(PROBLEM REQUIREMENTS) Would you show every line from the records that holds "TimelineInner"?

(EXCERPTED RECORDS)
^^^^
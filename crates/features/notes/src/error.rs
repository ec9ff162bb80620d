use amora_database::DatabaseError;
use amora_kernel::prelude::ApiStateError;
use amora_kernel::security::resource::ResourceGuardError;
use axum::Json;
use axum::http::StatusCode;
use axum::response::{IntoResponse, Response};
use serde_json::json;
use std::borrow::Cow;
use thiserror::Error;

/// A specialized [`NotesError`] enum of this crate.
#[derive(Debug, Error)]
pub enum NotesError {
    /// Rejected input, e.g. empty content.
    #[error("{message}")]
    Validation { message: Cow<'static, str> },

    /// The referenced note does not exist.
    #[error("Note '{id}' not found")]
    NotFound { id: String },

    /// Storage failures.
    #[error(transparent)]
    Database(#[from] DatabaseError),

    /// Missing or invalid shared state.
    #[error(transparent)]
    State(#[from] ApiStateError),
}

impl From<ResourceGuardError> for NotesError {
    fn from(err: ResourceGuardError) -> Self {
        Self::Validation { message: err.to_string().into() }
    }
}

impl IntoResponse for NotesError {
    fn into_response(self) -> Response {
        let (status, message) = match &self {
            Self::Validation { .. } => (StatusCode::BAD_REQUEST, self.to_string()),
            Self::NotFound { .. } => (StatusCode::NOT_FOUND, self.to_string()),
            Self::Database(_) | Self::State(_) => {
                tracing::error!(error = %self, "Notes request failed");
                (StatusCode::INTERNAL_SERVER_ERROR, "Internal server error".to_owned())
            }
        };

        (status, Json(json!({ "message": message }))).into_response()
    }
}
use crate::error::AnniversaryError;
use amora_database::{Database, DatabaseError};
use amora_domain::constants::{DEFAULT_ANNIVERSARY_DATE, DEFAULT_ANNIVERSARY_MESSAGE};
use chrono::NaiveDate;
use serde::Deserialize;

/// The slice of the settings record the countdown needs.
#[derive(Debug)]
pub(crate) struct AnniversarySettings {
    pub date: NaiveDate,
    pub raw_date: String,
    pub message: String,
}

#[derive(Debug, Deserialize)]
#[serde(rename_all = "camelCase")]
struct StoredSettings {
    anniversary_date: Option<String>,
    anniversary_message: Option<String>,
}

#[derive(Debug)]
pub(crate) struct AnniversaryRepository {
    db: Database,
}

impl AnniversaryRepository {
    pub(crate) const fn new(db: Database) -> Self {
        Self { db }
    }

    /// Loads the stored anniversary settings, falling back to defaults when
    /// no settings record exists yet.
    ///
    /// The settings slice validates dates on write, so a stored date that
    /// fails to parse here means the record was edited out-of-band; that
    /// surfaces as an internal error.
    pub(crate) async fn load(&self) -> Result<AnniversarySettings, AnniversaryError> {
        let stored = self
            .db
            .query("SELECT anniversaryDate, anniversaryMessage FROM settings:main")
            .await
            .map_err(DatabaseError::from)?
            .take::<Vec<StoredSettings>>(0)
            .map_err(DatabaseError::from)?
            .into_iter()
            .next();

        let raw_date = stored
            .as_ref()
            .and_then(|settings| settings.anniversary_date.clone())
            .unwrap_or_else(|| DEFAULT_ANNIVERSARY_DATE.to_owned());
        let message = stored
            .and_then(|settings| settings.anniversary_message)
            .unwrap_or_else(|| DEFAULT_ANNIVERSARY_MESSAGE.to_owned());

        let date =
            NaiveDate::parse_from_str(&raw_date, "%Y-%m-%d").map_err(|e| {
                AnniversaryError::Internal {
                    message: format!("Stored anniversary date '{raw_date}' is invalid: {e}")
                        .into(),
                }
            })?;

        Ok(AnniversarySettings { date, raw_date, message })
    }
}
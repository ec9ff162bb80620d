use std::borrow::Cow;
use thiserror::Error;

#[derive(Debug, Error)]
pub enum ResourceGuardError {
    #[error("Resource validation error: {message}")]
    Validation { message: Cow<'static, str> },
}

/// Utilities for safe resource handling and ID validation.
#[derive(Debug)]
pub struct ResourceGuard;

impl ResourceGuard {
    /// Validates a `SurrealDB` ID string against a specific table.
    ///
    /// Prevents "ID Spoofing" where a caller provides an ID from a different table
    /// (e.g., providing a 'settings:main' ID to a 'note' endpoint).
    ///
    /// # Arguments
    /// * `id` - The ID to verify (e.g., "note:123" or just "123")
    /// * `expected_table` - The table the ID must belong to (e.g., "note")
    ///
    /// # Errors
    /// Returns an error if the ID table does not match the expected table.
    pub fn verify<I, T>(id: I, expected_table: T) -> Result<String, ResourceGuardError>
    where
        I: AsRef<str>,
        T: AsRef<str>,
    {
        let id_ref = id.as_ref();
        let table_ref = expected_table.as_ref();

        if let Some((table, key)) = id_ref.split_once(':') {
            if table != table_ref {
                return Err(ResourceGuardError::Validation {
                    message: format!("Expected '{table_ref}', got '{table}'").into(),
                });
            }
            Ok(key.to_owned())
        } else {
            // The bare key is already what we want
            Ok(id_ref.to_owned())
        }
    }
}
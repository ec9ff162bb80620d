//! Timeline feature slice: CRUD over relationship milestones, listed
//! chronologically.

mod error;
mod model;
mod repository;
mod routes;

pub use crate::error::TimelineError;
pub use crate::model::{CreateTimelineEvent, TimelineEvent, UpdateTimelineEvent};

use crate::repository::TimelineRepository;
use amora_database::Database;
use amora_domain::registry::{FeatureSlice, InitializedSlice};
use amora_kernel::prelude::ApiState;
use std::any::Any;
use std::ops::Deref;
use std::sync::Arc;
use utoipa_axum::router::OpenApiRouter;
use utoipa_axum::routes;

#[derive(Debug)]
pub struct TimelineInner {
    pub(crate) repository: TimelineRepository,
}

/// Timeline feature state.
#[derive(Debug, Clone)]
pub struct Timeline {
    inner: Arc<TimelineInner>,
}

impl Deref for Timeline {
    type Target = TimelineInner;

    fn deref(&self) -> &Self::Target {
        &self.inner
    }
}

impl FeatureSlice for Timeline {
    fn as_any(&self) -> &dyn Any {
        self
    }
}

/// Initialize the timeline feature.
pub fn init(database: Database) -> InitializedSlice {
    tracing::info!("Timeline slice initialized");

    let inner = TimelineInner { repository: TimelineRepository::new(database) };

    InitializedSlice::new(Timeline { inner: Arc::new(inner) })
}

/// Routes owned by this slice, nested under `/api` by the facade.
pub fn router() -> OpenApiRouter<ApiState> {
    OpenApiRouter::new()
        .routes(routes!(routes::list_events, routes::create_event))
        .routes(routes!(routes::update_event, routes::delete_event))
}
use amora::kernel::prelude::ApiState;
use axum::Router;
use tower_http::trace::TraceLayer;
use utoipa::openapi::security::{Http, HttpAuthScheme, SecurityScheme};
use utoipa::{Modify, OpenApi};
use utoipa_axum::router::OpenApiRouter;
use utoipa_scalar::{Scalar, Servable};

#[derive(OpenApi)]
#[openapi(modifiers(&SecurityAddon))]
struct ApiDoc;

/// Registers the bearer session token scheme referenced by guarded paths.
struct SecurityAddon;

impl Modify for SecurityAddon {
    fn modify(&self, openapi: &mut utoipa::openapi::OpenApi) {
        let components =
            openapi.components.get_or_insert_with(utoipa::openapi::Components::default);
        components.add_security_scheme(
            "bearer_token",
            SecurityScheme::Http(Http::new(HttpAuthScheme::Bearer)),
        );
    }
}

#[allow(unreachable_pub)]
pub fn init(state: ApiState) -> Router {
    let api = ApiDoc::openapi();

    // Separate the OpenAPI routes and the API documentation object
    let (openapi_routes, api_doc) = OpenApiRouter::with_openapi(api)
        .merge(amora::server::router::system_router())
        .nest("/api", amora::server::router::api_router())
        .layer(TraceLayer::new_for_http())
        .with_state(state)
        .split_for_parts();

    // Create the Scalar UI routes
    let scalar_routes = Scalar::with_url("/docs", api_doc);

    // Merge all routes and then apply the state to the final router
    Router::new().merge(openapi_routes).merge(scalar_routes)
}
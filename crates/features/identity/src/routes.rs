use crate::Identity;
use crate::error::IdentityError;
use crate::session::Session;
use amora_domain::constants::AUTH_TAG;
use amora_kernel::prelude::ApiState;
use axum::Json;
use axum::extract::State;
use axum::http::StatusCode;
use serde::{Deserialize, Serialize};
use tracing::info;
use utoipa::ToSchema;

/// Login request carrying one of the configured passkeys.
#[derive(Debug, Deserialize, ToSchema)]
pub(crate) struct LoginRequest {
    passkey: String,
}

/// Successful login payload.
#[derive(Debug, Serialize, ToSchema)]
#[serde(rename_all = "camelCase")]
pub(crate) struct LoginResponse {
    username: String,
    token: String,
    /// RFC 3339 expiry of the issued session.
    expires_at: String,
}

#[utoipa::path(
    post,
    path = "/auth/login",
    request_body = LoginRequest,
    responses(
        (status = OK, description = "Session created", body = LoginResponse),
        (status = UNAUTHORIZED, description = "Unknown passkey"),
    ),
    tag = AUTH_TAG,
)]
#[allow(clippy::unused_async)]
pub(crate) async fn login(
    State(state): State<ApiState>,
    Json(body): Json<LoginRequest>,
) -> Result<Json<LoginResponse>, IdentityError> {
    let entry = state
        .config
        .security
        .passkeys
        .iter()
        .find(|entry| entry.passkey == body.passkey)
        .ok_or(IdentityError::Unauthorized { message: "Invalid passkey".into() })?;

    let identity = state.try_get_slice::<Identity>()?;
    let session = identity.sessions.create(&entry.username);

    info!(username = %session.username, "Session created");

    Ok(Json(LoginResponse {
        username: session.username.clone(),
        expires_at: session.expires_at.to_rfc3339(),
        token: session.token,
    }))
}

#[utoipa::path(
    post,
    path = "/auth/logout",
    responses(
        (status = NO_CONTENT, description = "Session discarded"),
        (status = UNAUTHORIZED, description = "Missing or expired session"),
    ),
    tag = AUTH_TAG,
    security(("bearer_token" = [])),
)]
#[allow(clippy::unused_async)]
pub(crate) async fn logout(
    State(state): State<ApiState>,
    session: Session,
) -> Result<StatusCode, IdentityError> {
    state.try_get_slice::<Identity>()?.sessions.invalidate(&session.token);

    info!(username = %session.username, "Session discarded");

    Ok(StatusCode::NO_CONTENT)
}
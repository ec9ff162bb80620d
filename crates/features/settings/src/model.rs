use crate::error::SettingsError;
use chrono::NaiveDate;
use serde::{Deserialize, Serialize};
use utoipa::ToSchema;

/// The singleton site settings record.
#[derive(Debug, Clone, Serialize, Deserialize, ToSchema)]
#[serde(rename_all = "camelCase")]
pub struct Settings {
    /// `YYYY-MM-DD`.
    pub anniversary_date: String,
    /// `YYYY-MM-DD`, if set.
    pub birthday_date: Option<String>,
    pub anniversary_message: Option<String>,
    pub birthday_message: Option<String>,
}

/// Partial settings update; absent fields keep their stored value.
#[derive(Debug, Serialize, Deserialize, ToSchema)]
#[serde(rename_all = "camelCase", deny_unknown_fields)]
pub struct UpdateSettings {
    #[serde(default, skip_serializing_if = "Option::is_none")]
    pub anniversary_date: Option<String>,
    #[serde(default, skip_serializing_if = "Option::is_none")]
    pub birthday_date: Option<String>,
    #[serde(default, skip_serializing_if = "Option::is_none")]
    pub anniversary_message: Option<String>,
    #[serde(default, skip_serializing_if = "Option::is_none")]
    pub birthday_message: Option<String>,
}

impl UpdateSettings {
    pub(crate) fn validate(&self) -> Result<(), SettingsError> {
        if let Some(date) = &self.anniversary_date {
            validate_date(date)?;
        }
        if let Some(date) = &self.birthday_date {
            validate_date(date)?;
        }
        Ok(())
    }
}

fn validate_date(date: &str) -> Result<(), SettingsError> {
    NaiveDate::parse_from_str(date, "%Y-%m-%d").map_err(|_| SettingsError::Validation {
        message: format!("Date '{date}' is not in YYYY-MM-DD format").into(),
    })?;
    Ok(())
}

#[cfg(test)]
mod tests {
    use super::*;

    #[test]
    fn empty_update_is_valid() {
        let payload: UpdateSettings = serde_json::from_value(serde_json::json!({}))
            .expect("empty update should deserialize");
        assert!(payload.validate().is_ok());
    }

    #[test]
    fn malformed_dates_are_rejected() {
        let payload: UpdateSettings =
            serde_json::from_value(serde_json::json!({ "anniversaryDate": "Aug 15, 2021" }))
                .expect("deserialize");
        assert!(payload.validate().is_err());

        let payload: UpdateSettings =
            serde_json::from_value(serde_json::json!({ "birthdayDate": "2021-13-40" }))
                .expect("deserialize");
        assert!(payload.validate().is_err());
    }
}
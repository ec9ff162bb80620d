use amora_database::Database;
use amora_domain::config::{ApiConfig, PasskeyEntry};
use amora_kernel::prelude::ApiState;
use axum::Router;
use axum::body::Body;
use axum::http::{Method, Request, StatusCode, header};
use serde_json::{Value, json};
use tower::ServiceExt;

async fn test_app() -> (Router, String) {
    let mut config = ApiConfig::default();
    config.security.passkeys.push(PasskeyEntry {
        passkey: "love2023".to_owned(),
        username: "aviral".to_owned(),
    });

    let database = Database::builder()
        .url("mem://")
        .session("amora", "timeline_test")
        .init()
        .await
        .expect("in-memory database");

    let identity = amora_identity::init(&config).expect("identity slice");
    let timeline = amora_timeline::init(database.clone());

    let state = ApiState::builder()
        .config(config)
        .db(database)
        .register_slice(identity)
        .register_slice(timeline)
        .build()
        .expect("api state");

    let (app, _docs) = amora_identity::router().merge(amora_timeline::router()).split_for_parts();
    let app = app.with_state(state);

    let login = request(Method::POST, "/auth/login", None, Some(json!({ "passkey": "love2023" })));
    let response = app.clone().oneshot(login).await.expect("login response");
    assert_eq!(response.status(), StatusCode::OK);
    let token = body_json(response).await["token"].as_str().expect("token").to_owned();

    (app, token)
}

fn request(method: Method, uri: &str, token: Option<&str>, body: Option<Value>) -> Request<Body> {
    let mut builder = Request::builder().method(method).uri(uri);
    if let Some(token) = token {
        builder = builder.header(header::AUTHORIZATION, format!("Bearer {token}"));
    }
    match body {
        Some(body) => builder
            .header(header::CONTENT_TYPE, "application/json")
            .body(Body::from(body.to_string()))
            .expect("request"),
        None => builder.body(Body::empty()).expect("request"),
    }
}

async fn body_json(response: axum::response::Response) -> Value {
    let bytes = axum::body::to_bytes(response.into_body(), usize::MAX).await.expect("body");
    serde_json::from_slice(&bytes).expect("json body")
}

fn event_payload(title: &str, date: &str) -> Value {
    json!({
        "title": title,
        "date": date,
        "description": "a day to remember",
        "location": "Jaipur",
    })
}

#[tokio::test]
async fn list_requires_a_session() {
    let (app, _token) = test_app().await;

    let response =
        app.oneshot(request(Method::GET, "/timeline", None, None)).await.expect("response");
    assert_eq!(response.status(), StatusCode::UNAUTHORIZED);
}

#[tokio::test]
async fn create_then_list_sorted_by_date() {
    let (app, token) = test_app().await;

    for (title, date) in [("Second", "2022-05-01"), ("First", "2021-08-15")] {
        let response = app
            .clone()
            .oneshot(request(
                Method::POST,
                "/timeline",
                Some(&token),
                Some(event_payload(title, date)),
            ))
            .await
            .expect("response");
        assert_eq!(response.status(), StatusCode::CREATED);

        let body = body_json(response).await;
        assert_eq!(body["title"], title);
        assert_eq!(body["id"].as_str().expect("id").len(), 12);
        assert!(body["createdAt"].as_str().is_some());
    }

    let response = app
        .oneshot(request(Method::GET, "/timeline", Some(&token), None))
        .await
        .expect("response");
    assert_eq!(response.status(), StatusCode::OK);

    let body = body_json(response).await;
    let events = body.as_array().expect("array");
    assert_eq!(events.len(), 2);
    assert_eq!(events[0]["title"], "First");
    assert_eq!(events[1]["title"], "Second");
}

#[tokio::test]
async fn create_rejects_malformed_date() {
    let (app, token) = test_app().await;

    let response = app
        .oneshot(request(
            Method::POST,
            "/timeline",
            Some(&token),
            Some(event_payload("Trip", "15/08/2021")),
        ))
        .await
        .expect("response");
    assert_eq!(response.status(), StatusCode::BAD_REQUEST);
}

#[tokio::test]
async fn update_merges_partial_payload() {
    let (app, token) = test_app().await;

    let created = app
        .clone()
        .oneshot(request(
            Method::POST,
            "/timeline",
            Some(&token),
            Some(event_payload("Original", "2022-01-01")),
        ))
        .await
        .expect("response");
    let id = body_json(created).await["id"].as_str().expect("id").to_owned();

    let response = app
        .oneshot(request(
            Method::PUT,
            &format!("/timeline/{id}"),
            Some(&token),
            Some(json!({ "title": "Renamed" })),
        ))
        .await
        .expect("response");
    assert_eq!(response.status(), StatusCode::OK);

    let body = body_json(response).await;
    assert_eq!(body["title"], "Renamed");
    assert_eq!(body["date"], "2022-01-01");
    assert_eq!(body["location"], "Jaipur");
}

#[tokio::test]
async fn update_unknown_id_is_not_found() {
    let (app, token) = test_app().await;

    let response = app
        .oneshot(request(
            Method::PUT,
            "/timeline/zzzzzzzzzzzz",
            Some(&token),
            Some(json!({ "title": "Renamed" })),
        ))
        .await
        .expect("response");
    assert_eq!(response.status(), StatusCode::NOT_FOUND);
}

#[tokio::test]
async fn delete_removes_the_event() {
    let (app, token) = test_app().await;

    let created = app
        .clone()
        .oneshot(request(
            Method::POST,
            "/timeline",
            Some(&token),
            Some(event_payload("Gone", "2022-01-01")),
        ))
        .await
        .expect("response");
    let id = body_json(created).await["id"].as_str().expect("id").to_owned();

    let response = app
        .clone()
        .oneshot(request(Method::DELETE, &format!("/timeline/{id}"), Some(&token), None))
        .await
        .expect("response");
    assert_eq!(response.status(), StatusCode::OK);

    let again = app
        .oneshot(request(Method::DELETE, &format!("/timeline/{id}"), Some(&token), None))
        .await
        .expect("response");
    assert_eq!(again.status(), StatusCode::NOT_FOUND);
}

#[tokio::test]
async fn foreign_table_ids_are_rejected() {
    let (app, token) = test_app().await;

    let response = app
        .oneshot(request(Method::DELETE, "/timeline/note:abc", Some(&token), None))
        .await
        .expect("response");
    assert_eq!(response.status(), StatusCode::BAD_REQUEST);
}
^^^^
(RESPONSE AREA)
pub struct TimelineInner {
    inner: Arc<TimelineInner>,
    type Target = TimelineInner;
    let inner = TimelineInner { repository: TimelineRepository::new(database) };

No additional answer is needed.